Investimentos de grandes empresas em criptomoedas aquecem o mercado

As criptomoedas começaram a existir faz anos lá fora, mas no Brasil, a atenção e a curiosidade sobre o que significavam ainda era tímido até 5 anos atrás. Mas em junho, quando a Bolsa brasileira começou a oferecer meios para investir nestes ativos, muitas pessoas e grandes empresas começaram a comprar moedas digitais.

Este cenário fez não só o número de tipos de criptomoedas aumentar por aqui, mas as formas de investimentos também. A startup Yubb e a Empiricus foram as primeiras que assumiram que fizeram compras de bitcoins, influenciadas por empresas estrangeiras como a americana Testa e a argentina Mercado Livre.

O Bitcoin é o tipo de criptomoeda mais popular e o mais comercializado e, por isso, muitos acham que ela é o único tipo existente, mas existem pelo menos 8 tipos de criptomoedas sendo operados na Bolsa.

A grande motivação, claro, é a possíbilidade de lucros no futuro, embora haja riscos por conta da volatilidade do mercado destes ativos, eles devem perder menos valor que o dólar nos próximos quatro anos e, por isso, quem investiu recomenda a compra.


Como Investir


A Bolsa de Valores do Brasil (B3) passou a oferecer os ETFs (fundos de índice) de criptomoedas este ano. Fundos de índices são aquelas aplicações que variam de acordo com o outro indicador.

Por aqui, o primeiro indicador a ser considerado foi o HASH11 (Nasdaq Crypto Index Fundo de Índice), lançado pela Hashdex em abril de 2021. O ETF copia o desempenho do Nasdaq Crypto Index (NCI), desenvolvido pela Nasdaq e a própria Hashdex, com o objetivo de refletir o movimento deste mercado no Brasil.

Em junho de 2021, houve o aumento da lista de criptomoedas que também seriam ofertadas para investimento com base no HASH11, são elas: Bitcoin; Ethereum; Litecoin; Chainlink; Bitcoin Cash; Stellar Lumens; e FilecoinUniswap. Hoje em dia, além do HASH11, que inclui estas 8 criptomoedas, existem outros ETFs que operam com um tipo específico de criptomoeda:

É possível investir em criptomoedas por intermédio de alguma instituição financeira. No Brasil, existem aquelas que oferecem vários tipos de investimentos, incluindo as criptomoedas, como a Rico, que pertence ao grupo XP, e até mesmo o NuBank. O BTG Pactual é outro exemplo e criou até um Fundo de Investimentos com patrimônio exclusivo em Bitcoin, com valor médio acima dos R$ 265 milhões.

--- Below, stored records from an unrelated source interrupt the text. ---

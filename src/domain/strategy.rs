//! Strategy variant configuration.

use super::trade::{EntryPrice, Side};

/// Default holding period for short runs.
pub const DEFAULT_HOLDING_PERIOD: u32 = 7;

#[derive(Debug, Clone, PartialEq)]
pub struct StrategyConfig {
    pub side: Side,
    pub entry: EntryPrice,
    pub holding_period: u32,
}

impl StrategyConfig {
    /// Trading days of financing charged to a short position: every night of
    /// the holding period except the entry day.
    pub fn financing_window(&self) -> usize {
        self.holding_period.saturating_sub(1).max(1) as usize
    }
}

impl Default for StrategyConfig {
    fn default() -> Self {
        StrategyConfig {
            side: Side::Long,
            entry: EntryPrice::Open,
            holding_period: 1,
        }
    }
}
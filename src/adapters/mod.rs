//! Concrete adapter implementations for ports.

pub mod csv_adapter;
pub mod csv_report_adapter;
pub mod file_config_adapter;
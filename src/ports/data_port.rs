//! Data access port trait: trade log and financing rates.

use crate::domain::error::IdxtraderError;
use crate::domain::rate::RateSeries;
use crate::domain::trade::{EntryPrice, TradeCandidate};

pub trait DataPort {
    /// Load every trade candidate. Fails if a column required by `entry`
    /// (or by every run) is absent.
    fn load_trade_log(&self, entry: EntryPrice) -> Result<Vec<TradeCandidate>, IdxtraderError>;

    /// Load the financing rate series, sorted ascending by date.
    fn load_rates(&self) -> Result<RateSeries, IdxtraderError>;
}
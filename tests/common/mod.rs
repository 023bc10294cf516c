#![allow(dead_code)]

use chrono::NaiveDate;
use idxtrader::domain::error::IdxtraderError;
use idxtrader::domain::rate::{RatePoint, RateSeries};
use idxtrader::domain::trade::{EntryPrice, TradeCandidate};
use idxtrader::ports::data_port::DataPort;
use std::cell::RefCell;
use std::io::Write;

pub struct MockDataPort {
    pub candidates: Vec<TradeCandidate>,
    pub rates: Vec<RatePoint>,
    pub trade_log_error: Option<String>,
    pub requested_entries: RefCell<Vec<EntryPrice>>,
}

impl MockDataPort {
    pub fn new() -> Self {
        Self {
            candidates: Vec::new(),
            rates: Vec::new(),
            trade_log_error: None,
            requested_entries: RefCell::new(Vec::new()),
        }
    }

    pub fn with_candidates(mut self, candidates: Vec<TradeCandidate>) -> Self {
        self.candidates = candidates;
        self
    }

    pub fn with_rates(mut self, rates: Vec<RatePoint>) -> Self {
        self.rates = rates;
        self
    }

    pub fn with_missing_column(mut self, column: &str) -> Self {
        self.trade_log_error = Some(column.to_string());
        self
    }
}

impl DataPort for MockDataPort {
    fn load_trade_log(&self, entry: EntryPrice) -> Result<Vec<TradeCandidate>, IdxtraderError> {
        self.requested_entries.borrow_mut().push(entry);
        if let Some(column) = &self.trade_log_error {
            return Err(IdxtraderError::MissingColumn {
                file: "mock".to_string(),
                column: column.clone(),
            });
        }
        Ok(self.candidates.clone())
    }

    fn load_rates(&self) -> Result<RateSeries, IdxtraderError> {
        Ok(RateSeries::new(self.rates.clone()))
    }
}

pub fn date(y: i32, m: u32, d: u32) -> NaiveDate {
    NaiveDate::from_ymd_opt(y, m, d).unwrap()
}

/// Candidate with every optional price present: previous and lookback
/// closes equal the open, ADV20 twice the volume.
pub fn make_candidate(ticker: &str, date: NaiveDate, open: f64, close: f64) -> TradeCandidate {
    TradeCandidate {
        ticker: ticker.to_string(),
        date,
        open: Some(open),
        close: Some(close),
        previous_close: Some(open),
        lookback_close: Some(open),
        volume: Some(1000.0),
        adv20: Some(2000.0),
        volatility: Some(0.01),
        index_name: None,
        event_type: None,
        holding_day: None,
    }
}

pub fn tagged(mut c: TradeCandidate, index: &str, event: &str, day: u32) -> TradeCandidate {
    c.index_name = Some(index.to_string());
    c.event_type = Some(event.to_string());
    c.holding_day = Some(day);
    c
}

pub fn flat_rates(start: NaiveDate, days: u64, rate: f64) -> Vec<RatePoint> {
    (0..days)
        .map(|i| RatePoint {
            date: start + chrono::Days::new(i),
            rate,
        })
        .collect()
}

pub fn write_temp_file(content: &str) -> tempfile::NamedTempFile {
    let mut file = tempfile::NamedTempFile::new().unwrap();
    file.write_all(content.as_bytes()).unwrap();
    file.flush().unwrap();
    file
}
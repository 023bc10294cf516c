use clap::Parser;
use idxtrader::cli::{run, Cli};

fn main() -> std::process::ExitCode {
    env_logger::Builder::from_env(env_logger::Env::default().default_filter_or("info")).init();
    run(Cli::parse())
}
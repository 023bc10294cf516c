//! Core domain types and logic.

pub mod trade;
pub mod rate;
pub mod financing;
pub mod slippage;
pub mod execution;
pub mod portfolio;
pub mod strategy;
pub mod backtest;
pub mod selection;
pub mod metrics;
pub mod config_validation;
pub mod error;
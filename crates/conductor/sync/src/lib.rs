//! Synchronization for Conductor workflows.
//!
//! - [`LockManager`]: advisory per-resource locks with retry, expiry and a
//!   FIFO hand-off queue
//! - [`Router`]: append-only conditional routing between steps, with an
//!   audit trail of every decision
//! - [`SyncManager`]: both behind one handle, as the orchestrator uses them

#![deny(unsafe_code)]

pub mod condition;
pub mod error;
pub mod lock;
pub mod manager;
pub mod router;

pub use condition::ConditionEvaluator;
pub use error::{Result, SyncError};
pub use lock::{LockManager, LockOptions};
pub use manager::SyncManager;
pub use router::Router;
//! Core data model for the Conductor workflow orchestration core.
//!
//! Every other Conductor crate speaks in these types:
//!
//! - [`WorkflowState`] and its partial-update form [`StateUpdate`]
//! - [`StepConfig`] / [`StepResult`] for step definitions and outcomes
//! - [`Task`] and [`Agent`], the units exchanged with external collaborators
//! - [`WorkflowEvent`], the four-family event sum type
//! - [`RoutingPath`] / [`RoutingRule`] for conditional step transitions
//! - [`WorkflowLock`] for advisory locking

#![deny(unsafe_code)]

pub mod event;
pub mod ids;
pub mod lock;
pub mod routing;
pub mod state;
pub mod step;
pub mod task;

pub use event::{
    AgentEvent, AgentEventType, ControlEvent, ControlEventType, EventEnvelope, EventFamily,
    EventMetadata, EventMetrics, EventValidation, StepEvent, StepEventType, TaskEvent,
    TaskEventType, WorkflowEvent,
};
pub use ids::{AgentId, EventId, LockId, SnapshotId, StepId, TaskId, WorkflowId};
pub use lock::{LockType, WorkflowLock};
pub use routing::{ConditionOperator, RoutingCondition, RoutingDecision, RoutingPath, RoutingRule};
pub use state::{
    CostDetails, ErrorRecord, MetadataPatch, PerformanceMetrics, ResourceMetrics, StateUpdate,
    UsageMetrics, WorkflowMetadata, WorkflowMetrics, WorkflowState, WorkflowStatus,
};
pub use step::{RetryPolicy, StepConfig, StepMetrics, StepResources, StepResult, StepStatus};
pub use task::{Agent, AgentStatus, Task, TaskPhase, TaskStatus};
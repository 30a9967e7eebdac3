//! Validated, concurrent event delivery.
//!
//! Each `emit_*` call:
//!
//! 1. builds a fresh [`EventEnvelope`] (new ids, zeroed metrics)
//! 2. runs the family validator over the draft
//! 3. on success, delivers the typed event to every handler registered at
//!    that moment, concurrently
//! 4. records an `event_emit` metric and publishes the event on the audit
//!    stream
//!
//! A rejected draft reaches no handler.

use std::sync::Arc;
use std::time::Instant;

use chrono::Utc;
use conductor_observability::{MetricSample, MetricsSink};
use conductor_types::{
    AgentEvent, ControlEvent, EventEnvelope, EventFamily, EventMetrics, EventValidation,
    StepEvent, TaskEvent, WorkflowEvent, WorkflowId,
};
use futures::future::join_all;
use serde::{Deserialize, Serialize};
use tokio::sync::broadcast;
use tracing::{debug, warn};

use crate::draft::{
    validate_agent, validate_control, validate_step, validate_task, AgentEventDraft,
    ControlEventDraft, StepEventDraft, TaskEventDraft,
};
use crate::error::{EventError, Result};
use crate::handler::SharedHandler;
use crate::registry::EventRegistry;

/// Emitter configuration
#[derive(Debug, Clone, PartialEq, Serialize, Deserialize)]
pub struct EmitterConfig {
    /// Component name stamped into `metadata.source`
    #[serde(default = "default_source")]
    pub source: String,

    /// Record an `event_emit` metric per delivered event
    #[serde(default = "default_true")]
    pub record_metrics: bool,

    /// Buffer size of the audit stream
    #[serde(default = "default_audit_capacity")]
    pub audit_capacity: usize,
}

fn default_source() -> String {
    "workflow_manager".to_string()
}

fn default_true() -> bool {
    true
}

fn default_audit_capacity() -> usize {
    4096
}

impl Default for EmitterConfig {
    fn default() -> Self {
        Self {
            source: default_source(),
            record_metrics: true,
            audit_capacity: default_audit_capacity(),
        }
    }
}

/// Delivery figures for one emission
struct Delivery {
    handler_count: usize,
    failed_handlers: usize,
    processing_time_ms: f64,
}

/// Builds, validates and fans out workflow events.
pub struct EventEmitter {
    config: EmitterConfig,
    registry: Arc<EventRegistry>,
    metrics: Arc<dyn MetricsSink>,
    audit_tx: broadcast::Sender<WorkflowEvent>,
}

impl EventEmitter {
    pub fn new(metrics: Arc<dyn MetricsSink>) -> Self {
        Self::with_config(EmitterConfig::default(), Arc::new(EventRegistry::new()), metrics)
    }

    pub fn with_config(
        config: EmitterConfig,
        registry: Arc<EventRegistry>,
        metrics: Arc<dyn MetricsSink>,
    ) -> Self {
        let (audit_tx, _) = broadcast::channel(config.audit_capacity.max(1));
        Self {
            config,
            registry,
            metrics,
            audit_tx,
        }
    }

    /// The subscriber registry this emitter delivers to.
    pub fn registry(&self) -> &Arc<EventRegistry> {
        &self.registry
    }

    /// Every successfully delivered event, across all families.
    pub fn subscribe_audit(&self) -> broadcast::Receiver<WorkflowEvent> {
        self.audit_tx.subscribe()
    }

    pub async fn emit_step(
        &self,
        workflow_id: &WorkflowId,
        draft: StepEventDraft,
    ) -> Result<StepEvent> {
        let errors = validate_step(workflow_id, &self.config.source, &draft);
        let (envelope, step_id) = match (errors.is_empty(), draft.step_id) {
            (true, Some(step_id)) => (self.envelope(workflow_id), step_id),
            _ => return Err(self.reject(workflow_id, EventFamily::Step, errors)),
        };

        let mut event = StepEvent {
            envelope,
            kind: draft.kind,
            step_id,
            agent: draft.agent,
            result: draft.result,
            error: draft.error,
        };

        let handlers = self.registry.step_handlers().snapshot();
        let delivery = deliver(&handlers, &event).await;
        self.finish(&mut event.envelope, EventFamily::Step, event.kind.as_str(), delivery);
        self.publish(event.clone().into());
        Ok(event)
    }

    pub async fn emit_control(
        &self,
        workflow_id: &WorkflowId,
        draft: ControlEventDraft,
    ) -> Result<ControlEvent> {
        let errors = validate_control(workflow_id, &self.config.source, &draft);
        if !errors.is_empty() {
            return Err(self.reject(workflow_id, EventFamily::Control, errors));
        }

        let mut event = ControlEvent {
            envelope: self.envelope(workflow_id),
            kind: draft.kind,
            error: draft.error,
            context: draft.context,
        };

        let handlers = self.registry.control_handlers().snapshot();
        let delivery = deliver(&handlers, &event).await;
        self.finish(&mut event.envelope, EventFamily::Control, event.kind.as_str(), delivery);
        self.publish(event.clone().into());
        Ok(event)
    }

    pub async fn emit_agent(
        &self,
        workflow_id: &WorkflowId,
        draft: AgentEventDraft,
    ) -> Result<AgentEvent> {
        let errors = validate_agent(workflow_id, &self.config.source, &draft);
        let (step_id, agent) = match (errors.is_empty(), draft.step_id, draft.agent) {
            (true, Some(step_id), Some(agent)) => (step_id, agent),
            _ => return Err(self.reject(workflow_id, EventFamily::Agent, errors)),
        };

        let mut event = AgentEvent {
            envelope: self.envelope(workflow_id),
            kind: draft.kind,
            step_id,
            agent,
        };

        let handlers = self.registry.agent_handlers().snapshot();
        let delivery = deliver(&handlers, &event).await;
        self.finish(&mut event.envelope, EventFamily::Agent, event.kind.as_str(), delivery);
        self.publish(event.clone().into());
        Ok(event)
    }

    pub async fn emit_task(
        &self,
        workflow_id: &WorkflowId,
        draft: TaskEventDraft,
    ) -> Result<TaskEvent> {
        let errors = validate_task(workflow_id, &self.config.source, &draft);
        let task = match (errors.is_empty(), draft.task) {
            (true, Some(task)) => task,
            _ => return Err(self.reject(workflow_id, EventFamily::Task, errors)),
        };

        let mut event = TaskEvent {
            envelope: self.envelope(workflow_id),
            kind: draft.kind,
            status: draft.status.unwrap_or(task.status),
            task,
            previous_status: draft.previous_status,
            error: draft.error,
        };

        let handlers = self.registry.task_handlers().snapshot();
        let delivery = deliver(&handlers, &event).await;
        self.finish(&mut event.envelope, EventFamily::Task, event.kind.as_str(), delivery);
        self.publish(event.clone().into());
        Ok(event)
    }

    // ── Internals ────────────────────────────────────────────────────

    fn envelope(&self, workflow_id: &WorkflowId) -> EventEnvelope {
        let mut envelope = EventEnvelope::new(workflow_id.clone(), self.config.source.clone());
        envelope.validation = EventValidation {
            is_valid: true,
            errors: Vec::new(),
            validated_at: Some(Utc::now()),
        };
        envelope
    }

    fn reject(&self, workflow_id: &WorkflowId, family: EventFamily, errors: Vec<String>) -> EventError {
        warn!(
            workflow_id = %workflow_id,
            family = %family,
            errors = ?errors,
            "Event rejected by validation"
        );
        EventError::Validation { family, errors }
    }

    fn finish(
        &self,
        envelope: &mut EventEnvelope,
        family: EventFamily,
        event_type: &str,
        delivery: Delivery,
    ) {
        envelope.metrics = EventMetrics {
            handler_count: delivery.handler_count,
            failed_handlers: delivery.failed_handlers,
            processing_time_ms: delivery.processing_time_ms,
        };

        debug!(
            workflow_id = %envelope.workflow_id,
            event_id = %envelope.id,
            family = %family,
            event_type,
            handlers = delivery.handler_count,
            failed = delivery.failed_handlers,
            "Event delivered"
        );

        if self.config.record_metrics {
            self.metrics.record(
                MetricSample::performance("event_emit", delivery.processing_time_ms)
                    .tag("family", family)
                    .tag("event_type", event_type)
                    .tag("component", &self.config.source)
                    .tag("workflow_id", &envelope.workflow_id),
            );
        }
    }

    fn publish(&self, event: WorkflowEvent) {
        // no audit subscribers is fine
        let _ = self.audit_tx.send(event);
    }
}

/// Run every handler concurrently; failures are counted, never propagated.
async fn deliver<E>(handlers: &[SharedHandler<E>], event: &E) -> Delivery
where
    E: Send + Sync,
{
    let started = Instant::now();
    let outcomes = join_all(handlers.iter().map(|h| h.handle(event))).await;

    let mut failed_handlers = 0;
    for err in outcomes.into_iter().filter_map(|r| r.err()) {
        failed_handlers += 1;
        warn!(error = %err, "Event handler failed");
    }

    Delivery {
        handler_count: handlers.len(),
        failed_handlers,
        processing_time_ms: started.elapsed().as_secs_f64() * 1000.0,
    }
}

#[cfg(test)]
mod tests {
    use super::*;
    use crate::handler::handler_fn;
    use conductor_observability::InMemoryMetricsSink;
    use conductor_types::{
        Agent, AgentEventType, ControlEventType, StepEventType, StepId, Task, TaskEventType,
        TaskStatus,
    };
    use std::sync::atomic::{AtomicUsize, Ordering};

    fn create_emitter() -> (EventEmitter, Arc<InMemoryMetricsSink>) {
        let metrics = Arc::new(InMemoryMetricsSink::new());
        (EventEmitter::new(metrics.clone()), metrics)
    }

    fn wf() -> WorkflowId {
        WorkflowId::new("wf1")
    }

    fn counting_step_handler(counter: Arc<AtomicUsize>) -> SharedHandler<StepEvent> {
        handler_fn(move |_e: StepEvent| {
            let counter = counter.clone();
            async move {
                counter.fetch_add(1, Ordering::SeqCst);
                anyhow::Ok(())
            }
        })
    }

    #[tokio::test]
    async fn test_step_event_without_step_id_is_not_delivered() {
        let (emitter, metrics) = create_emitter();
        let calls = Arc::new(AtomicUsize::new(0));
        emitter.registry().on_step(counting_step_handler(calls.clone()));

        let err = emitter
            .emit_step(&wf(), StepEventDraft::unbound(StepEventType::Start))
            .await
            .unwrap_err();

        assert_eq!(calls.load(Ordering::SeqCst), 0);
        assert_eq!(err.violations(), ["stepId is required".to_string()]);
        assert!(metrics.samples_of("event_emit").is_empty());
    }

    #[tokio::test]
    async fn test_step_event_reaches_every_handler() {
        let (emitter, metrics) = create_emitter();
        let calls = Arc::new(AtomicUsize::new(0));
        emitter.registry().on_step(counting_step_handler(calls.clone()));
        emitter.registry().on_step(counting_step_handler(calls.clone()));

        let event = emitter
            .emit_step(
                &wf(),
                StepEventDraft::new(StepEventType::Complete, StepId::new("s1"))
                    .with_result(serde_json::json!({"ok": true})),
            )
            .await
            .unwrap();

        assert_eq!(calls.load(Ordering::SeqCst), 2);
        assert_eq!(event.envelope.metrics.handler_count, 2);
        assert_eq!(event.envelope.metrics.failed_handlers, 0);
        assert!(event.envelope.validation.is_valid);
        assert_eq!(event.envelope.metadata.correlation_id, "wf1");

        let samples = metrics.samples_of("event_emit");
        assert_eq!(samples.len(), 1);
        assert_eq!(samples[0].metadata["family"], "step");
        assert_eq!(samples[0].metadata["event_type"], "complete");
        assert_eq!(samples[0].metadata["component"], "workflow_manager");
    }

    #[tokio::test]
    async fn test_failing_handler_does_not_block_others() {
        let (emitter, _) = create_emitter();
        let calls = Arc::new(AtomicUsize::new(0));

        emitter
            .registry()
            .on_control(handler_fn(|_e: ControlEvent| async {
                Err::<(), _>(anyhow::anyhow!("handler exploded"))
            }));
        let counter = calls.clone();
        emitter.registry().on_control(handler_fn(move |_e: ControlEvent| {
            let counter = counter.clone();
            async move {
                counter.fetch_add(1, Ordering::SeqCst);
                anyhow::Ok(())
            }
        }));

        let event = emitter
            .emit_control(&wf(), ControlEventDraft::new(ControlEventType::Start))
            .await
            .unwrap();

        assert_eq!(calls.load(Ordering::SeqCst), 1);
        assert_eq!(event.envelope.metrics.handler_count, 2);
        assert_eq!(event.envelope.metrics.failed_handlers, 1);
    }

    #[tokio::test]
    async fn test_unsubscribed_handler_is_not_called() {
        let (emitter, _) = create_emitter();
        let calls = Arc::new(AtomicUsize::new(0));
        let handler = counting_step_handler(calls.clone());

        emitter.registry().on_step(handler.clone());
        emitter.registry().off_step(&handler);
        emitter
            .emit_step(&wf(), StepEventDraft::new(StepEventType::Start, StepId::new("s1")))
            .await
            .unwrap();

        assert_eq!(calls.load(Ordering::SeqCst), 0);
    }

    #[tokio::test]
    async fn test_agent_and_task_events() {
        let (emitter, _) = create_emitter();

        let agent_event = emitter
            .emit_agent(
                &wf(),
                AgentEventDraft::new(AgentEventType::Assign, StepId::new("s1"), Agent::new("a1", "Ada")),
            )
            .await
            .unwrap();
        assert_eq!(agent_event.agent.id.as_str(), "a1");

        let task = Task::new("t1", "write").with_status(TaskStatus::Doing);
        let task_event = emitter
            .emit_task(
                &wf(),
                TaskEventDraft::new(TaskEventType::StatusChange, task)
                    .with_transition(TaskStatus::Todo, TaskStatus::Doing),
            )
            .await
            .unwrap();
        assert_eq!(task_event.status, TaskStatus::Doing);
        assert_eq!(task_event.previous_status, Some(TaskStatus::Todo));
    }

    #[tokio::test]
    async fn test_audit_stream_sees_delivered_events_only() {
        let (emitter, _) = create_emitter();
        let mut audit = emitter.subscribe_audit();

        let _ = emitter
            .emit_control(&wf(), ControlEventDraft::new(ControlEventType::WorkflowError))
            .await;
        emitter
            .emit_control(
                &wf(),
                ControlEventDraft::new(ControlEventType::WorkflowError).with_error("boom"),
            )
            .await
            .unwrap();

        let event = audit.recv().await.unwrap();
        assert_eq!(event.family(), EventFamily::Control);
        assert_eq!(event.type_name(), "workflow_error");
        assert!(audit.try_recv().is_err());
    }

    #[tokio::test]
    async fn test_metrics_can_be_disabled() {
        let metrics = Arc::new(InMemoryMetricsSink::new());
        let emitter = EventEmitter::with_config(
            EmitterConfig {
                record_metrics: false,
                ..Default::default()
            },
            Arc::new(EventRegistry::new()),
            metrics.clone(),
        );

        emitter
            .emit_control(&wf(), ControlEventDraft::new(ControlEventType::Pause))
            .await
            .unwrap();
        assert!(metrics.is_empty());
    }
}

Ou por meio de financeiras especializadas, também chamadas de exchanges. Em geral, o interessado só precisa de um celular para baixar o aplicativo, completar a verificação e começar a adquirir seus primeiros bitcoins. Hoje, quase todas as exchanges também permitem fazer depósitos via Pix. No Brasil, as exchanges Binance, Mercado Bitcoin, Foxbit, NovaDAX, BitcoinToYou e BitcoinTrade, além do marketplace BitPreço, são algumas que oferecem negociação em reais.

O grande diferencial das criptomoedas, no entanto, é que há a possibilidade de investimentos e comercialização peer-to-peer (p2p) – ou seja, uma negociação direta entre duas pessoas. O que exige cuidado, mas também oferece como vantagem a agilidade, já que não é preciso criar uma ordem de compra, como nas exchanges.